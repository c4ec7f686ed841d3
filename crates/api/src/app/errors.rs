use axum::extract::rejection::JsonRejection;
use axum::http::StatusCode;
use axum::response::IntoResponse;
use serde_json::json;

use shopcart_core::CartError;

/// Which endpoint an error came from; the same domain error maps differently per endpoint.
#[derive(Debug, Clone, Copy, PartialEq, Eq)]
pub enum Endpoint {
    AddToCart,
    GetCart,
    Checkout,
    Catalog,
}

pub fn cart_error_to_response(err: CartError, endpoint: Endpoint) -> axum::response::Response {
    match err {
        CartError::MalformedRequest(msg) => json_error(StatusCode::BAD_REQUEST, "malformed_request", msg),
        CartError::CartNotFound(_) => json_error(
            StatusCode::NOT_FOUND,
            "cart_not_found",
            "Shopping cart was not found.",
        ),
        CartError::ProductNotFound(_) => match endpoint {
            Endpoint::AddToCart => json_error(
                StatusCode::NOT_FOUND,
                "product_not_found",
                "One of the cart products was not found.",
            ),
            _ => json_error(StatusCode::NOT_FOUND, "product_not_found", "Product not found."),
        },
        CartError::InsufficientStock { .. } => match endpoint {
            Endpoint::Checkout => json_error(
                StatusCode::BAD_REQUEST,
                "not_enough_stock",
                "A cart product does not have enough stock. This cart is invalid.",
            ),
            _ => json_error(
                StatusCode::UNPROCESSABLE_ENTITY,
                "not_enough_stock",
                "One of the cart products does not have sufficient stock.",
            ),
        },
        CartError::CheckoutConflict(_) => json_error(
            StatusCode::CONFLICT,
            "checkout_conflict",
            "The cart is being checked out by another request. Retry shortly.",
        ),
        CartError::Internal(e) => {
            tracing::error!(error = %e, ?endpoint, "internal failure");
            json_error(
                StatusCode::INTERNAL_SERVER_ERROR,
                "internal_server_error",
                internal_message(endpoint),
            )
        }
    }
}

fn internal_message(endpoint: Endpoint) -> &'static str {
    match endpoint {
        Endpoint::AddToCart => "There was an error when trying to create a shopping cart.",
        Endpoint::GetCart => "There was an error when trying to get the shopping cart.",
        Endpoint::Checkout => "There was an error when trying to checkout.",
        Endpoint::Catalog => "There was an error when accessing the product catalog.",
    }
}

pub fn json_rejection(rejection: JsonRejection) -> axum::response::Response {
    json_error(StatusCode::BAD_REQUEST, "malformed_request", rejection.body_text())
}

pub fn json_error(
    status: StatusCode,
    code: &'static str,
    message: impl Into<String>,
) -> axum::response::Response {
    (
        status,
        axum::Json(json!({
            "code": code,
            "message": message.into(),
        })),
    )
        .into_response()
}
use serde::{Deserialize, Serialize};

use shopcart_core::{CartId, ProductId};

/// A (product, quantity) pair.
///
/// Incoming line items may carry any quantity; once inside a `Cart` the quantity is
/// always strictly positive.
#[derive(Debug, Clone, Copy, PartialEq, Eq, Serialize, Deserialize)]
pub struct LineItem {
    #[serde(alias = "productID")]
    pub product_id: ProductId,
    pub quantity: i64,
}

impl LineItem {
    pub fn new(product_id: ProductId, quantity: i64) -> Self {
        Self {
            product_id,
            quantity,
        }
    }
}

/// Shopping cart: unique products, positive quantities, ordered by product id.
///
/// Only `aggregator::merge` builds non-empty carts, which keeps the invariants in one place.
#[derive(Debug, Clone, PartialEq, Eq, Serialize)]
pub struct Cart {
    id: CartId,
    #[serde(rename = "products")]
    items: Vec<LineItem>,
}

impl Cart {
    pub fn empty(id: CartId) -> Self {
        Self {
            id,
            items: Vec::new(),
        }
    }

    /// Rebuild a cart from stored rows, normalizing them through the aggregator.
    pub fn from_items(id: CartId, items: impl IntoIterator<Item = LineItem>) -> Self {
        let items: Vec<LineItem> = items.into_iter().collect();
        crate::aggregator::merge(&Self::empty(id), &items)
    }

    pub(crate) fn with_normalized_items(id: CartId, items: Vec<LineItem>) -> Self {
        Self { id, items }
    }

    pub fn id(&self) -> CartId {
        self.id
    }

    pub fn items(&self) -> &[LineItem] {
        &self.items
    }

    pub fn is_empty(&self) -> bool {
        self.items.is_empty()
    }

    pub fn quantity_of(&self, product_id: ProductId) -> Option<i64> {
        self.items
            .iter()
            .find(|i| i.product_id == product_id)
            .map(|i| i.quantity)
    }

    /// Total units across all lines.
    pub fn total_items(&self) -> i64 {
        self.items.iter().map(|i| i.quantity).sum()
    }
}

#[cfg(test)]
mod tests {
    use super::*;

    #[test]
    fn legacy_product_id_field_is_accepted() {
        let item: LineItem = serde_json::from_str(r#"{"productID": 4, "quantity": 2}"#).unwrap();
        assert_eq!(item, LineItem::new(ProductId::new(4), 2));

        let item: LineItem = serde_json::from_str(r#"{"product_id": 4, "quantity": 2}"#).unwrap();
        assert_eq!(item.product_id, ProductId::new(4));
    }

    #[test]
    fn cart_serializes_items_as_products() {
        let cart = Cart::from_items(CartId::new(7), [LineItem::new(ProductId::new(1), 5)]);
        let json = serde_json::to_value(&cart).unwrap();
        assert_eq!(
            json,
            serde_json::json!({"id": 7, "products": [{"product_id": 1, "quantity": 5}]})
        );
    }

    #[test]
    fn from_items_normalizes_duplicates_and_drops_non_positive() {
        let cart = Cart::from_items(
            CartId::new(1),
            [
                LineItem::new(ProductId::new(2), 1),
                LineItem::new(ProductId::new(2), 2),
                LineItem::new(ProductId::new(3), 0),
            ],
        );
        assert_eq!(cart.items(), &[LineItem::new(ProductId::new(2), 3)]);
        assert_eq!(cart.total_items(), 3);
        assert_eq!(cart.quantity_of(ProductId::new(3)), None);
    }
}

__________

Task details — In how many lines above does the word "match" appear? Answer with only the number.

Task response — 4